Pantau - Kementerian Pekerjaan Umum melalui PT Wijaya Karya (Persero) Tbk membangun hunian sementara modular untuk 456 kepala keluarga atau sekitar 1.824 jiwa terdampak bencana tanah geser di Kabupaten Tegal, Jawa Tengah.
Proyek penanganan darurat ini berlokasi di Desa Capar berdasarkan rekomendasi kajian geologi dari Dinas Energi dan Sumber Daya Mineral guna memastikan keamanan area dari potensi longsor lanjutan.
Area pembangunan memiliki luas sekitar 47.000 meter persegi dan dirancang sebagai hunian yang layak, cepat dibangun, serta aman bagi masyarakat terdampak.
Menteri Pekerjaan Umum Dody Hanggodo menyampaikan pembangunan dilakukan secara cepat agar warga segera mendapatkan tempat tinggal yang aman dan nyaman.
“Huntara PU biasanya dikerjakan sekitar tiga mingguan.
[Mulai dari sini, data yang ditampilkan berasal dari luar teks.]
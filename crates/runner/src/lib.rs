mod command;
mod docker;
mod executors;
mod profiles;
mod registry;
mod runway_runner;
mod source_control;
mod utils;

pub use command::{Command, ExitStatus, Receiver};
pub use docker::Docker;
pub use executors::{DockerExecutor, Executor, HostExecutor};
pub use profiles::{Profile, RunnerProfiles};
pub use registry::DockerRegistry;
pub use runway_runner::{RunwayRunner, RunwayRunnerBuilder};
pub use source_control::GitSourceControl;
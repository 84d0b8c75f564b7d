use crate::{stream, Context, RunResponse, Runner, Signal};
use parking_lot::Mutex;
use std::{
  path::PathBuf,
  sync::{
    atomic::{AtomicUsize, Ordering},
    Arc,
  },
  time::Duration,
};

/// Interprets a tiny command language so tests can script steps:
/// `echo <text>`, `exit <code>`, `output <key>=<value>`, `sleep`
/// (waits for a signal) and `hold <ms>` (stays busy for a while and
/// records how many steps were busy at once). Anything else succeeds
/// silently.
#[derive(Default)]
pub struct ScriptedRunner {
  pub commands: Mutex<Vec<String>>,
  pub workspaces: Mutex<Vec<PathBuf>>,
  busy: Arc<AtomicUsize>,
  max_busy: Arc<AtomicUsize>,
}

impl ScriptedRunner {
  pub fn new() -> Self {
    Self::default()
  }

  pub fn commands(&self) -> Vec<String> {
    self.commands.lock().clone()
  }

  /// Most `hold` steps that were running at the same time.
  pub fn max_busy(&self) -> usize {
    self.max_busy.load(Ordering::SeqCst)
  }
}

#[async_trait::async_trait]
impl Runner for ScriptedRunner {
  async fn run(&self, ctx: Context) -> RunResponse {
    let (tx, rx) = stream();
    let run = ctx.command.run.clone();
    self.commands.lock().push(run.clone());
    self
      .workspaces
      .lock()
      .push(ctx.workspace.directory.clone());

    let (program, argument) = run.split_once(' ').unwrap_or((run.as_str(), ""));
    match program {
      "echo" => {
        tx.log(argument);
        tx.succeeded();
      }
      "exit" => {
        tx.error(format!("exit {}", argument));
        tx.failed(argument.parse().unwrap_or(1));
      }
      "output" => {
        if let Some((key, value)) = argument.split_once('=') {
          tx.output(key, value);
        }
        tx.succeeded();
      }
      "sleep" => {
        tokio::spawn(async move {
          match ctx.signal.recv().await {
            Signal::Cancel => tx.cancelled(),
            Signal::Timeout => tx.timeout(),
          }
        });
      }
      "hold" => {
        let millis = argument.parse().unwrap_or(100);
        let busy = self.busy.clone();
        let max_busy = self.max_busy.clone();

        tokio::spawn(async move {
          let now = busy.fetch_add(1, Ordering::SeqCst) + 1;
          max_busy.fetch_max(now, Ordering::SeqCst);
          tokio::time::sleep(Duration::from_millis(millis)).await;
          busy.fetch_sub(1, Ordering::SeqCst);
          tx.succeeded();
        });
      }
      _ => tx.succeeded(),
    }

    Ok(rx)
  }
}
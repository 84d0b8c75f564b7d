use super::{already_stopped, forward, Executor};
use crate::command::Command;
use runway::{Context, Result, StreamSender};

/// Runs steps directly on this machine, inside the job workspace.
pub struct HostExecutor;

#[runway::async_trait]
impl Executor for HostExecutor {
  async fn execute(&self, ctx: Context, sender: StreamSender) -> Result<()> {
    if already_stopped(&ctx, &sender) {
      return Ok(());
    }

    let mut command = Self::into_command(&ctx);
    let receiver = command.run(ctx.signal.clone())?;

    let exit_status = forward(receiver, &sender).await;
    log::trace!("Step {} finished with {:?}", ctx.command.id, exit_status);

    Ok(())
  }
}

impl HostExecutor {
  fn into_command(ctx: &Context) -> Command {
    let mut command = Command::new(ctx.command.run.clone());

    command.dir(&ctx.workspace.directory);

    for (key, value) in &ctx.command.environments {
      command.env(key, value);
    }

    command
  }
}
Harapannya sebelum Lebaran sudah bisa ditempati. Lengkap dengan fasilitas umum, kamar mandi, dan sarana pendukung lainnya. Kurang lebih seperti yang pernah kita bangun di Sumatera Utara dan Aceh, lengkap dengan tempat tidur, lemari, dan kipas angin,” jelas Menteri PU, Dody Hanggodo.
Gunakan Sistem Baja Modular MOLI
Hunian sementara menggunakan sistem struktur baja modular MOLI yang memungkinkan pemasangan tanpa alat berat sehingga mempercepat waktu konstruksi dan meminimalkan dampak terhadap kondisi tanah.
Setiap blok bangunan memiliki luas 288 meter persegi dan terdiri dari 16 modul yang dapat menampung 12 keluarga atau 48 orang.
Total terdapat 38 blok bangunan yang dibagi ke dalam 11 zona dari A hingga K di kawasan tersebut.
Fasilitas sanitasi disediakan dengan rasio satu unit untuk delapan penghuni dengan total 228 toilet dan 228 kamar mandi.
Selain unit hunian, pemerintah juga menyiapkan fasilitas pendukung seperti mushola dan area terbuka untuk menunjang kebutuhan sosial dan aktivitas warga selama masa tanggap darurat.
Sistem air bersih disuplai melalui jaringan air dan sumur, sedangkan pengolahan air kotor menggunakan instalasi biotech berkapasitas 5 meter kubik per blok yang dialirkan melalui saluran drainase yang telah disiapkan.
Pasokan listrik kawasan hunian sementara terhubung dengan jaringan PLN.
Dukung Pemulihan dan Rehabilitasi
Untuk menjaga stabilitas lahan, dilakukan penataan kontur berupa undakan atau terasering pada tahap persiapan area.
Hingga dokumentasi per 17 Februari 2026, proyek didukung tujuh unit excavator, tiga unit bulldozer, dan satu unit vibro.
Direktur Utama WIKA Agung Budi Waskito BW menyatakan proyek ini menjadi bentuk kehadiran pemerintah dalam menyediakan hunian bermartabat bagi masyarakat terdampak bencana.
"Inisiatif ini selaras dengan semangat Asta Cita pemerintah, khususnya dalam penguatan ketahanan masyarakat, pemerataan pembangunan, dan perlindungan warga dalam situasi darurat. WIKA berkomitmen menghadirkan solusi konstruksi cepat, aman, dan berkelanjutan untuk mendukung pemulihan kehidupan masyarakat,” ujar Agung BW.
Hunian sementara tersebut direncanakan segera dimanfaatkan masyarakat terdampak sambil menunggu proses rehabilitasi dan rekonstruksi hunian permanen selesai dilaksanakan.